■ Data provided
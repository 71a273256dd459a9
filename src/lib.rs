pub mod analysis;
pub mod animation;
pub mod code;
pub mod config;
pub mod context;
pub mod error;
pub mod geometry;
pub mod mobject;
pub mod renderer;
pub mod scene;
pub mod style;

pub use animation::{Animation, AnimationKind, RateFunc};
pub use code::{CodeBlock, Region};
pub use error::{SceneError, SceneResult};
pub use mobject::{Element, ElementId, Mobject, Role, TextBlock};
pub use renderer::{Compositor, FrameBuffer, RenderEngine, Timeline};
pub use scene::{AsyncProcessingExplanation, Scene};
---
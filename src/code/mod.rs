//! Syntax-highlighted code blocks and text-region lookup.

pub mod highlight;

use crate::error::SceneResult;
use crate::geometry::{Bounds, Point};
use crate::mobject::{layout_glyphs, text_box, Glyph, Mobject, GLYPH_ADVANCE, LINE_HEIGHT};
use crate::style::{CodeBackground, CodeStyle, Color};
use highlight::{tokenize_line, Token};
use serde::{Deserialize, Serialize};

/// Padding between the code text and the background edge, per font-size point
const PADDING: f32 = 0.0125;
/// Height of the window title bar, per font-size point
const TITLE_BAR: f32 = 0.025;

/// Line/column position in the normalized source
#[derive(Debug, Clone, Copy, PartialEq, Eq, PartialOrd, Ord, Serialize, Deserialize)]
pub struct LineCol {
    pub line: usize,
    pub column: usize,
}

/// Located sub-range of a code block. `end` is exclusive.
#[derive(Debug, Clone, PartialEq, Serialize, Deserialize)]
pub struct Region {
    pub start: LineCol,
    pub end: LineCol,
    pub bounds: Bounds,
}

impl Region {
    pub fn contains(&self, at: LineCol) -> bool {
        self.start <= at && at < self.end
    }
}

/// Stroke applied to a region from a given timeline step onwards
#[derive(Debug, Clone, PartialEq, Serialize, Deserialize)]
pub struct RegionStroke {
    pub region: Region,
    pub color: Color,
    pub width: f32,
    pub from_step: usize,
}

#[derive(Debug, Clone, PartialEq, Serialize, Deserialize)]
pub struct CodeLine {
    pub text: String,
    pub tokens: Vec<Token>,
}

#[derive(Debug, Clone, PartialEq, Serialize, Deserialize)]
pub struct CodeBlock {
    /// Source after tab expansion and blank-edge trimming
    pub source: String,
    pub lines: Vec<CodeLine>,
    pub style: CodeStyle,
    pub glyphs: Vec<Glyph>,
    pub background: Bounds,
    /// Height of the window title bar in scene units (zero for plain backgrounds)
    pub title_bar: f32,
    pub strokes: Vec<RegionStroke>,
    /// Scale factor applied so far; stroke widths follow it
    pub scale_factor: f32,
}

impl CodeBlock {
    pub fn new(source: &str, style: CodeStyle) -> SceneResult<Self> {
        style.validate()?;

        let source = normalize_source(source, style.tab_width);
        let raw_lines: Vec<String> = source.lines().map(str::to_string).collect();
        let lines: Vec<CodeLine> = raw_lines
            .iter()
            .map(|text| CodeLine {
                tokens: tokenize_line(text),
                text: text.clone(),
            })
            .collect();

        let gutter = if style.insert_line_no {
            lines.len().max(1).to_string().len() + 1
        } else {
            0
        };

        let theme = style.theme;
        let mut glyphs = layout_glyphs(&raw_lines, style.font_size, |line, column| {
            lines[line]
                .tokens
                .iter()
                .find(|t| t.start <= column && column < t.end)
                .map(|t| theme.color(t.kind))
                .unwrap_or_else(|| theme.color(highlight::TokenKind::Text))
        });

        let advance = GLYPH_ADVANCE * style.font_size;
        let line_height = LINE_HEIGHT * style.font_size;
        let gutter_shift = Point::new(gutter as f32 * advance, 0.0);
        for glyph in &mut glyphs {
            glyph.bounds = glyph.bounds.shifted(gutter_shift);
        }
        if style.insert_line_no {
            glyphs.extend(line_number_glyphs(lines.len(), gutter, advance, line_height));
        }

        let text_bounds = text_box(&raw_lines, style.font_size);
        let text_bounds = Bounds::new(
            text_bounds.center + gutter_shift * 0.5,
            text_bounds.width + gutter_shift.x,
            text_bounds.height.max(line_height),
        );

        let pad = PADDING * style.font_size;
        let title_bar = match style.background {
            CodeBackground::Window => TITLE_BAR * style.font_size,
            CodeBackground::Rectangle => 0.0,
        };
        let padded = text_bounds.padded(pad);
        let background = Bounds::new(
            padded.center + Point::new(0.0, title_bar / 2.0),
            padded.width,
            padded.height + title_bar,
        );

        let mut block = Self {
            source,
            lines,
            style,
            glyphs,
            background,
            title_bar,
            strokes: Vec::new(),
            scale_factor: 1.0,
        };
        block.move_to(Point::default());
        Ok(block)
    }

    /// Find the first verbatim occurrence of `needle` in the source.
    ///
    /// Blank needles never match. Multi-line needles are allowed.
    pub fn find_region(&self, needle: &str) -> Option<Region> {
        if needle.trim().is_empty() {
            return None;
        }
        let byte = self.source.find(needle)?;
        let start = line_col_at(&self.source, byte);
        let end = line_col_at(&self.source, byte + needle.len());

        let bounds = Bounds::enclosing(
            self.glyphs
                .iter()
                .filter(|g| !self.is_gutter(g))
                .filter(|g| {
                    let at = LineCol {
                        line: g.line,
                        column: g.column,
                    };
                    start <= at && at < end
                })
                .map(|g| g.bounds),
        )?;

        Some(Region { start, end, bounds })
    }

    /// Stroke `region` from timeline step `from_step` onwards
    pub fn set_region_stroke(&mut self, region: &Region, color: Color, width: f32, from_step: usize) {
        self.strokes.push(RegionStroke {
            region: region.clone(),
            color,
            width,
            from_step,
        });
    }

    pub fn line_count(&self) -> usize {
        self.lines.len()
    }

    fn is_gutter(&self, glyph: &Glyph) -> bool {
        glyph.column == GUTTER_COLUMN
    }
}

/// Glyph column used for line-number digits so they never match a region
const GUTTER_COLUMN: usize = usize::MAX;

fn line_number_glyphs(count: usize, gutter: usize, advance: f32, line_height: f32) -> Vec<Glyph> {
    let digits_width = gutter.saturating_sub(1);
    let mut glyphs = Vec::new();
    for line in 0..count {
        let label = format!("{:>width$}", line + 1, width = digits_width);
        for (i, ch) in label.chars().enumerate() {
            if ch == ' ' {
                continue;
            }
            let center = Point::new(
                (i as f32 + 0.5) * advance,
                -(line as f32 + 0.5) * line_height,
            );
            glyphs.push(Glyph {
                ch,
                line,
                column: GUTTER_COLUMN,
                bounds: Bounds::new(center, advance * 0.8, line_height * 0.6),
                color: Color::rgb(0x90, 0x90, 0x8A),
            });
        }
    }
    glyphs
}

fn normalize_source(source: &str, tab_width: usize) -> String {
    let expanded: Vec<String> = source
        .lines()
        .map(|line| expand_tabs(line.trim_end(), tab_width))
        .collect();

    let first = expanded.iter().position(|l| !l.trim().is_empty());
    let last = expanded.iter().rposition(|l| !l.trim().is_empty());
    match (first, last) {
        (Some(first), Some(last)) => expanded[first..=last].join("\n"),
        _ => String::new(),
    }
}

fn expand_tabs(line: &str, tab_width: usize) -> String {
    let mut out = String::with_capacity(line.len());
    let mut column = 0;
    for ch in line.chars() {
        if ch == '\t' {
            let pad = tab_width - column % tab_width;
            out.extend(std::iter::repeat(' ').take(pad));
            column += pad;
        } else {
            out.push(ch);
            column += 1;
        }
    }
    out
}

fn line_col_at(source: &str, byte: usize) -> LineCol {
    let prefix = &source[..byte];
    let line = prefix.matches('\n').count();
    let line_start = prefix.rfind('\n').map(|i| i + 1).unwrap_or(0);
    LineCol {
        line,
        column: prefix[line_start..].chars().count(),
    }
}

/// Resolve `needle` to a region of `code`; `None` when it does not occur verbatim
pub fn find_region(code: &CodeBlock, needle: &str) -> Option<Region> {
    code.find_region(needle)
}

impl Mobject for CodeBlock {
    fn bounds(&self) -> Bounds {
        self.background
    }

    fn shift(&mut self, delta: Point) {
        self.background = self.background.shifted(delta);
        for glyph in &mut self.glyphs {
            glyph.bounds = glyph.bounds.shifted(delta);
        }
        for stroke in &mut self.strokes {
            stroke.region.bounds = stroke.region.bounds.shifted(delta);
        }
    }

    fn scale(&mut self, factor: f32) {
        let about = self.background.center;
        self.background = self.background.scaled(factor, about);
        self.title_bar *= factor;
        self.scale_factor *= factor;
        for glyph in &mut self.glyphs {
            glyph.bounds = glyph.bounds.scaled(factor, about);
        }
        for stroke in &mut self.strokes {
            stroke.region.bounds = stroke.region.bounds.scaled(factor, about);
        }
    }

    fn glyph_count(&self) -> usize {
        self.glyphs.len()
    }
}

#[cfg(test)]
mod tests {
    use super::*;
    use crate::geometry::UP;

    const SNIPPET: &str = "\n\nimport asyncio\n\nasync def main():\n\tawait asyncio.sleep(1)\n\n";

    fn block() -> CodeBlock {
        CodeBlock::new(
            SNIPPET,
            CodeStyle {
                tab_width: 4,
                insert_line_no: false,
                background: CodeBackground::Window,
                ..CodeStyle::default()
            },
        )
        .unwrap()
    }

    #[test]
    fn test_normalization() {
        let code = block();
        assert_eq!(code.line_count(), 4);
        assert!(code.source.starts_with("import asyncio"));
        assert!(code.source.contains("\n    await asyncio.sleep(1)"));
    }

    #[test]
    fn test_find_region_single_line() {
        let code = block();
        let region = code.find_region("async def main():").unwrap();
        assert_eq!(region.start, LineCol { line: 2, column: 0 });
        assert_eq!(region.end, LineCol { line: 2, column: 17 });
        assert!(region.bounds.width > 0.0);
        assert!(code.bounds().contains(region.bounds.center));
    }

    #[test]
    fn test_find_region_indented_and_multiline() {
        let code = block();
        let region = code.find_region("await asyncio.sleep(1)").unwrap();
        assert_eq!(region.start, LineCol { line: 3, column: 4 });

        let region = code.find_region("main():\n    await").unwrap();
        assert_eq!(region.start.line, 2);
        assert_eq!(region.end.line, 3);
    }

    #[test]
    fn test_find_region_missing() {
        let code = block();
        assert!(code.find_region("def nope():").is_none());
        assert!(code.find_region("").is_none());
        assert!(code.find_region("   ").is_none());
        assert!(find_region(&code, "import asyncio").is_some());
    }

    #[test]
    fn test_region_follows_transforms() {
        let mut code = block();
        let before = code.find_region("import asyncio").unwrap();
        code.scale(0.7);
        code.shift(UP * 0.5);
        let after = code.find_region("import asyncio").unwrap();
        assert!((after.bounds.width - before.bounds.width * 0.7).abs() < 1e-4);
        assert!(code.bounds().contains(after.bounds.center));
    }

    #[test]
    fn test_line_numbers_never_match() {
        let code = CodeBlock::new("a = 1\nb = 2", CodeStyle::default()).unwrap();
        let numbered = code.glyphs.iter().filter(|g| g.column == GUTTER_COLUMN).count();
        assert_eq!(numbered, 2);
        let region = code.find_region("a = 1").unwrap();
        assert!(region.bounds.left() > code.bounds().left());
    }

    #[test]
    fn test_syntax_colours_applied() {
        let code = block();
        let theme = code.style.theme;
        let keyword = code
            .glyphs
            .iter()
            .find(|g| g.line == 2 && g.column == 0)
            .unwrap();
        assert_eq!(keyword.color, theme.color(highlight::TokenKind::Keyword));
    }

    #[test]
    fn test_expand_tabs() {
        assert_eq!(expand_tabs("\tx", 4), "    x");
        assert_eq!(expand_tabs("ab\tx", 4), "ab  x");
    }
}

■ Aim of the task
Scan the data above and report each line in which "struct" is present.

■ Written response
pub struct LineCol {
pub struct Region {
pub struct RegionStroke {
pub struct CodeLine {
pub struct CodeBlock {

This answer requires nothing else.